Given data:
//! Whole-file parsing of model-description and parameter text.

use lib_ibis::{
    keyword, parse_ami_file, parse_ibs_file, parse_param_values, parse_parameter_tree, resolve,
    resolve_all, CornerResolutionError, ParseError,
};
use lib_types::ami::{AmiValue, Corner};
use rayon::prelude::*;

const IBS: &str = "\
[IBIS Ver] 7.2
[File Name] foo.ibs
[Component] X
[Manufacturer] Acme
[Model] TX
Model_type Output
[Voltage Range] 1.8V 1.7V 1.9V
[Pulldown]
-1.0 -10mA -8mA -12mA
1.0 10mA 8mA 12mA
[Algorithmic Model]
Executable Linux_gcc_64 libtx.so tx.ami
[End Algorithmic Model]
[End]
";

const AMI: &str = r#"(example_tx
  (Reserved_Parameters
    (AMI_Version (Usage Info)(Type String)(Value "7.0"))
    (Init_Returns_Impulse (Usage Info)(Type Boolean)(Value True))
    (GetWave_Exists (Usage Info)(Type Boolean)(Value True))
    (Max_Init_Aggressors (Usage Info)(Type Int)(Value 4)))
  (Model_Specific
    (vswing (Usage In)(Type Float)(Format Corner 2.5 2.0 NA))
    (tx_taps
      (pre (Usage In)(Type Tap)(Format Corner -0.1 -0.05 -0.15))
      (post (Usage In)(Type Tap)(Format Corner 0.0 0.0 NA)(Optional True)))
    (tx_tap_units (Usage In)(Type Int)(Range 27 6 27))
    (eye_height (Usage Out)(Type Float)(Value 0.0))))
"#;

#[test]
fn test_file_name_and_component() {
    let doc = keyword::parse("[File Name] foo.ibs\n[Component] X").unwrap();
    assert_eq!(doc.get("FileName").unwrap().value(), "foo.ibs");
    assert_eq!(doc.get("Component").unwrap().value(), "X");
}

#[test]
fn test_typed_ibis_file() {
    let ibis = parse_ibs_file(IBS).unwrap();
    assert_eq!(ibis.header.file_name, "foo.ibs");
    assert_eq!(ibis.components[0].manufacturer, "Acme");
    let tx = ibis.model("tx").unwrap();
    assert_eq!(tx.voltage_range.unwrap().max, Some(1.9));
    let exe = tx
        .algorithmic_model
        .as_ref()
        .and_then(|a| a.executable_for("Linux", 64))
        .unwrap();
    assert_eq!(exe.ami_file, "tx.ami");
}

#[test]
fn test_truncation_at_keyword_boundaries_parses() {
    let mut offset = 0;
    let mut boundaries = Vec::new();
    for line in IBS.split_inclusive('\n') {
        if line.starts_with('[') {
            boundaries.push(offset);
        }
        offset += line.len();
    }
    assert!(boundaries.len() > 5);

    let mut previous = 0;
    for cut in boundaries {
        let doc = keyword::parse(&IBS[..cut]).unwrap();
        assert!(doc.len() >= previous);
        previous = doc.len();
    }
}

#[test]
fn test_truncation_inside_keyword_token_fails_at_cut() {
    let mut offset = 0;
    for (idx, line) in IBS.split_inclusive('\n').enumerate() {
        if line.starts_with('[') {
            let close = line.find(']').unwrap();
            for k in 1..=close {
                let cut = &IBS[..offset + k];
                let err = keyword::parse(cut).unwrap_err();
                let partial = cut.lines().last().unwrap().trim_end();
                match err {
                    ParseError::Syntax {
                        line,
                        column,
                        expected,
                        found,
                        ..
                    } => {
                        assert_eq!(line, idx + 1, "cut {cut:?}");
                        assert_eq!(column, partial.chars().count() + 1, "cut {cut:?}");
                        assert_eq!(expected, vec!["]"]);
                        assert_eq!(found, "end of input");
                    }
                    other => panic!("unexpected error for {cut:?}: {other}"),
                }
            }
        }
        offset += line.len();
    }
}

#[test]
fn test_truncated_triple_fails_at_cut() {
    let cut_at = IBS.find("1.9V").unwrap();
    let err = keyword::parse(&IBS[..cut_at]).unwrap_err();
    match err {
        ParseError::Syntax {
            line,
            expected,
            found,
            ..
        } => {
            assert_eq!(line, 7);
            assert_eq!(expected, vec!["number", "NA"]);
            assert_eq!(found, "end of input");
        }
        other => panic!("unexpected error: {other}"),
    }
}

#[test]
fn test_ami_file_and_resolution() {
    let file = parse_ami_file(AMI).unwrap();
    assert!(file.getwave_exists());
    assert!(file.init_returns_impulse());

    let typ = resolve(&file.tree, Corner::Typ).unwrap();
    assert_eq!(typ.get("vswing"), Some(&AmiValue::Float(2.5)));
    assert_eq!(typ.get("tx_taps.post"), Some(&AmiValue::Float(0.0)));
    assert_eq!(typ.get("tx_tap_units"), Some(&AmiValue::Integer(27)));
    assert!(!typ.contains("eye_height"));
    assert!(!typ.contains("AMI_Version"));

    let min = resolve(&file.tree, Corner::Min).unwrap();
    assert_eq!(min.get("vswing"), Some(&AmiValue::Float(2.0)));

    let err = resolve(&file.tree, Corner::Max).unwrap_err();
    assert_eq!(
        err,
        CornerResolutionError::Unavailable {
            path: "Model-Specific.vswing".into(),
            corner: Corner::Max,
        }
    );
}

#[test]
fn test_resolved_text_reads_back() {
    let file = parse_ami_file(AMI).unwrap();
    let typ = resolve(&file.tree, Corner::Typ).unwrap();
    let text = typ.to_ami_string();
    assert!(text.starts_with("(example_tx "));
    assert_eq!(parse_param_values(&text).unwrap(), typ);
}

#[test]
fn test_parallel_resolution_matches_sequential() {
    let tree = parse_parameter_tree(AMI).unwrap();

    let sequential: Vec<_> = resolve_all(&tree)
        .into_iter()
        .map(|(c, r)| (c, r.map(|p| p.to_ami_string()).map_err(|e| e.to_string())))
        .collect();

    let parallel: Vec<_> = Corner::ALL
        .par_iter()
        .map(|&c| {
            (
                c,
                resolve(&tree, c)
                    .map(|p| p.to_ami_string())
                    .map_err(|e| e.to_string()),
            )
        })
        .collect();

    assert_eq!(sequential, parallel);
}

#[test]
fn test_parallel_parsing_of_many_files() {
    let texts: Vec<String> = (0..32)
        .map(|i| AMI.replace("example_tx", &format!("tx_{i}")))
        .collect();
    let names: Vec<String> = texts
        .par_iter()
        .map(|t| parse_ami_file(t).map(|f| f.name().to_string()))
        .collect::<Result<_, _>>()
        .unwrap();
    assert_eq!(names.len(), 32);
    assert_eq!(names[7], "tx_7");
}

#[test]
fn test_canonical_round_trip() {
    let text = "(root (Mode (Usage In)(Type Int)(Value 1)))";
    assert_eq!(parse_parameter_tree(text).unwrap().to_ami_string(), text);

    let tree = parse_parameter_tree(AMI).unwrap();
    let canonical = tree.to_ami_string();
    assert_eq!(
        parse_parameter_tree(&canonical).unwrap().to_ami_string(),
        canonical
    );
}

Problem to solve:
Retype every line of the material above without altering anything.

Problem solution:
//! Whole-file parsing of model-description and parameter text.

use lib_ibis::{
    keyword, parse_ami_file, parse_ibs_file, parse_param_values, parse_parameter_tree, resolve,
    resolve_all, CornerResolutionError, ParseError,
};
use lib_types::ami::{AmiValue, Corner};
use rayon::prelude::*;

const IBS: &str = "\
[IBIS Ver] 7.2
[File Name] foo.ibs
[Component] X
[Manufacturer] Acme
[Model] TX
Model_type Output
[Voltage Range] 1.8V 1.7V 1.9V
[Pulldown]
-1.0 -10mA -8mA -12mA
1.0 10mA 8mA 12mA
[Algorithmic Model]
Executable Linux_gcc_64 libtx.so tx.ami
[End Algorithmic Model]
[End]
";

const AMI: &str = r#"(example_tx
  (Reserved_Parameters
    (AMI_Version (Usage Info)(Type String)(Value "7.0"))
    (Init_Returns_Impulse (Usage Info)(Type Boolean)(Value True))
    (GetWave_Exists (Usage Info)(Type Boolean)(Value True))
    (Max_Init_Aggressors (Usage Info)(Type Int)(Value 4)))
  (Model_Specific
    (vswing (Usage In)(Type Float)(Format Corner 2.5 2.0 NA))
    (tx_taps
      (pre (Usage In)(Type Tap)(Format Corner -0.1 -0.05 -0.15))
      (post (Usage In)(Type Tap)(Format Corner 0.0 0.0 NA)(Optional True)))
    (tx_tap_units (Usage In)(Type Int)(Range 27 6 27))
    (eye_height (Usage Out)(Type Float)(Value 0.0))))
"#;

#[test]
fn test_file_name_and_component() {
    let doc = keyword::parse("[File Name] foo.ibs\n[Component] X").unwrap();
    assert_eq!(doc.get("FileName").unwrap().value(), "foo.ibs");
    assert_eq!(doc.get("Component").unwrap().value(), "X");
}

#[test]
fn test_typed_ibis_file() {
    let ibis = parse_ibs_file(IBS).unwrap();
    assert_eq!(ibis.header.file_name, "foo.ibs");
    assert_eq!(ibis.components[0].manufacturer, "Acme");
    let tx = ibis.model("tx").unwrap();
    assert_eq!(tx.voltage_range.unwrap().max, Some(1.9));
    let exe = tx
        .algorithmic_model
        .as_ref()
        .and_then(|a| a.executable_for("Linux", 64))
        .unwrap();
    assert_eq!(exe.ami_file, "tx.ami");
}

#[test]
fn test_truncation_at_keyword_boundaries_parses() {
    let mut offset = 0;
    let mut boundaries = Vec::new();
    for line in IBS.split_inclusive('\n') {
        if line.starts_with('[') {
            boundaries.push(offset);
        }
        offset += line.len();
    }
    assert!(boundaries.len() > 5);

    let mut previous = 0;
    for cut in boundaries {
        let doc = keyword::parse(&IBS[..cut]).unwrap();
        assert!(doc.len() >= previous);
        previous = doc.len();
    }
}

#[test]
fn test_truncation_inside_keyword_token_fails_at_cut() {
    let mut offset = 0;
    for (idx, line) in IBS.split_inclusive('\n').enumerate() {
        if line.starts_with('[') {
            let close = line.find(']').unwrap();
            for k in 1..=close {
                let cut = &IBS[..offset + k];
                let err = keyword::parse(cut).unwrap_err();
                let partial = cut.lines().last().unwrap().trim_end();
                match err {
                    ParseError::Syntax {
                        line,
                        column,
                        expected,
                        found,
                        ..
                    } => {
                        assert_eq!(line, idx + 1, "cut {cut:?}");
                        assert_eq!(column, partial.chars().count() + 1, "cut {cut:?}");
                        assert_eq!(expected, vec!["]"]);
                        assert_eq!(found, "end of input");
                    }
                    other => panic!("unexpected error for {cut:?}: {other}"),
                }
            }
        }
        offset += line.len();
    }
}

#[test]
fn test_truncated_triple_fails_at_cut() {
    let cut_at = IBS.find("1.9V").unwrap();
    let err = keyword::parse(&IBS[..cut_at]).unwrap_err();
    match err {
        ParseError::Syntax {
            line,
            expected,
            found,
            ..
        } => {
            assert_eq!(line, 7);
            assert_eq!(expected, vec!["number", "NA"]);
            assert_eq!(found, "end of input");
        }
        other => panic!("unexpected error: {other}"),
    }
}

#[test]
fn test_ami_file_and_resolution() {
    let file = parse_ami_file(AMI).unwrap();
    assert!(file.getwave_exists());
    assert!(file.init_returns_impulse());

    let typ = resolve(&file.tree, Corner::Typ).unwrap();
    assert_eq!(typ.get("vswing"), Some(&AmiValue::Float(2.5)));
    assert_eq!(typ.get("tx_taps.post"), Some(&AmiValue::Float(0.0)));
    assert_eq!(typ.get("tx_tap_units"), Some(&AmiValue::Integer(27)));
    assert!(!typ.contains("eye_height"));
    assert!(!typ.contains("AMI_Version"));

    let min = resolve(&file.tree, Corner::Min).unwrap();
    assert_eq!(min.get("vswing"), Some(&AmiValue::Float(2.0)));

    let err = resolve(&file.tree, Corner::Max).unwrap_err();
    assert_eq!(
        err,
        CornerResolutionError::Unavailable {
            path: "Model-Specific.vswing".into(),
            corner: Corner::Max,
        }
    );
}

#[test]
fn test_resolved_text_reads_back() {
    let file = parse_ami_file(AMI).unwrap();
    let typ = resolve(&file.tree, Corner::Typ).unwrap();
    let text = typ.to_ami_string();
    assert!(text.starts_with("(example_tx "));
    assert_eq!(parse_param_values(&text).unwrap(), typ);
}

#[test]
fn test_parallel_resolution_matches_sequential() {
    let tree = parse_parameter_tree(AMI).unwrap();

    let sequential: Vec<_> = resolve_all(&tree)
        .into_iter()
        .map(|(c, r)| (c, r.map(|p| p.to_ami_string()).map_err(|e| e.to_string())))
        .collect();

    let parallel: Vec<_> = Corner::ALL
        .par_iter()
        .map(|&c| {
            (
                c,
                resolve(&tree, c)
                    .map(|p| p.to_ami_string())
                    .map_err(|e| e.to_string()),
            )
        })
        .collect();

    assert_eq!(sequential, parallel);
}

#[test]
fn test_parallel_parsing_of_many_files() {
    let texts: Vec<String> = (0..32)
        .map(|i| AMI.replace("example_tx", &format!("tx_{i}")))
        .collect();
    let names: Vec<String> = texts
        .par_iter()
        .map(|t| parse_ami_file(t).map(|f| f.name().to_string()))
        .collect::<Result<_, _>>()
        .unwrap();
    assert_eq!(names.len(), 32);
    assert_eq!(names[7], "tx_7");
}

#[test]
fn test_canonical_round_trip() {
    let text = "(root (Mode (Usage In)(Type Int)(Value 1)))";
    assert_eq!(parse_parameter_tree(text).unwrap().to_ami_string(), text);

    let tree = parse_parameter_tree(AMI).unwrap();
    let canonical = tree.to_ami_string();
    assert_eq!(
        parse_parameter_tree(&canonical).unwrap().to_ami_string(),
        canonical
    );
}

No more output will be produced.